Las clínicas y sanatorios de todo el país denuncian un atraso del 120% en los valores por prestación respecto a la inflación real y una deuda acumulada que ronda los $500.000 millones. Profesionales advierten sobre un inminente cierre masivo de instituciones en el conurbano y el interior por asfixia financiera.
La obra social de los jubilados y pensionados atraviesa uno de los momentos más críticos de su historia reciente, con un impacto directo e inmediato sobre la calidad de vida y el acceso a la salud de sus beneficiarios. Más de 5,5 millones de afiliados al PAMI experimentan severas dificultades para conseguir turnos programados, sostener interconsultas con especialistas o garantizar la continuidad de tratamientos de alta complejidad en clínicas y sanatorios privados de toda la Argentina. El núcleo de este colapso asistencial no responde únicamente a demoras administrativas en la cadena de pagos, sino a un desfasaje estructural: los valores por cápita y por prestación médica que el organismo previsional abona a las instituciones se encuentran hasta un 120% por debajo del Índice de Precios al Consumidor (IPC) y de la inflación médica real. Sin actualizaciones arancelarias significativas desde diciembre pasado, el sector privado de la salud denuncia una asfixia financiera sin precedentes provocada por la disparada de costos en insumos básicos, prótesis, medicamentos y salarios.

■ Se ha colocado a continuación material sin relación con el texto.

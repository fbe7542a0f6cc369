use crate::error::SignalingError;
use crate::model::participant::ParticipantId;
use crate::model::session::SessionId;
use crate::model::signaling::{IceServerConfig, SignalEnvelope};
use serde::{Deserialize, Serialize};

/// Frames a participant sends to the relay.
#[derive(Debug, Clone, Serialize, Deserialize, PartialEq)]
#[serde(tag = "op", content = "d", rename_all = "snake_case")]
pub enum ClientMessage {
    /// Identifiers stay raw strings here so malformed ones reach the relay
    /// and are rejected with an `invalid_identifier` reply instead of a
    /// generic parse failure.
    JoinSession {
        session_id: String,
        participant_id: String,
    },
    Signal(SignalEnvelope),
    LeaveSession,
    Ping,
}

/// Frames the relay sends to a participant.
#[derive(Debug, Clone, Serialize, Deserialize, PartialEq)]
#[serde(tag = "op", content = "d", rename_all = "snake_case")]
pub enum ServerMessage {
    IceConfig {
        ice_servers: Vec<IceServerConfig>,
    },
    Joined {
        session_id: SessionId,
        participant_id: ParticipantId,
        members: usize,
        peers: Vec<ParticipantId>,
    },
    UserConnected {
        participant_id: ParticipantId,
    },
    UserDisconnected {
        participant_id: ParticipantId,
    },
    Signal(SignalEnvelope),
    Error {
        code: ErrorCode,
        message: String,
    },
    Pong,
}

impl ServerMessage {
    pub fn error(err: &SignalingError) -> Self {
        Self::Error {
            code: ErrorCode::from(err),
            message: err.to_string(),
        }
    }
}

#[derive(Debug, Clone, Copy, Serialize, Deserialize, PartialEq, Eq)]
#[serde(rename_all = "snake_case")]
pub enum ErrorCode {
    InvalidIdentifier,
    NotInSession,
    SessionFull,
    MalformedMessage,
    Internal,
}

impl From<&SignalingError> for ErrorCode {
    fn from(err: &SignalingError) -> Self {
        match err {
            SignalingError::InvalidIdentifier { .. } => ErrorCode::InvalidIdentifier,
            SignalingError::NotInSession { .. } => ErrorCode::NotInSession,
            SignalingError::SessionFull { .. } => ErrorCode::SessionFull,
            SignalingError::MalformedMessage(_) => ErrorCode::MalformedMessage,
            SignalingError::SessionClosed(_) => ErrorCode::Internal,
        }
    }
}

La subsistencia diaria de los centros de salud asociados a la red de prestadores del PAMI se volvió insostenible en términos macroeconómicos. Los sanatorios operan bajo un régimen de déficit operativo permanente, absorbiendo pérdidas monetarias drásticas para evitar el cese total de actividades o el cierre definitivo de sus guardias médicas. El escenario de vulnerabilidad sistémica exhibe ribetes de alarma en los cordones del conurbano bonaerense y en los centros urbanos del interior del país, donde la dependencia presupuestaria respecto de los fondos de la obra social estatal es casi absoluta. A la desactualización de los valores de las prestaciones se le suma un pasivo crónico: las entidades médicas reclaman una deuda consolidada que escala a los $500.000 millones de pesos, además de denunciar la aplicación sistemática de débitos inconsultos y descuentos arbitrarios sobre las facturaciones presentadas desde el año 2020 a la fecha, expedientes que permanecen paralizados en las auditorías internas de la obra social sin resolución administrativa a la vista.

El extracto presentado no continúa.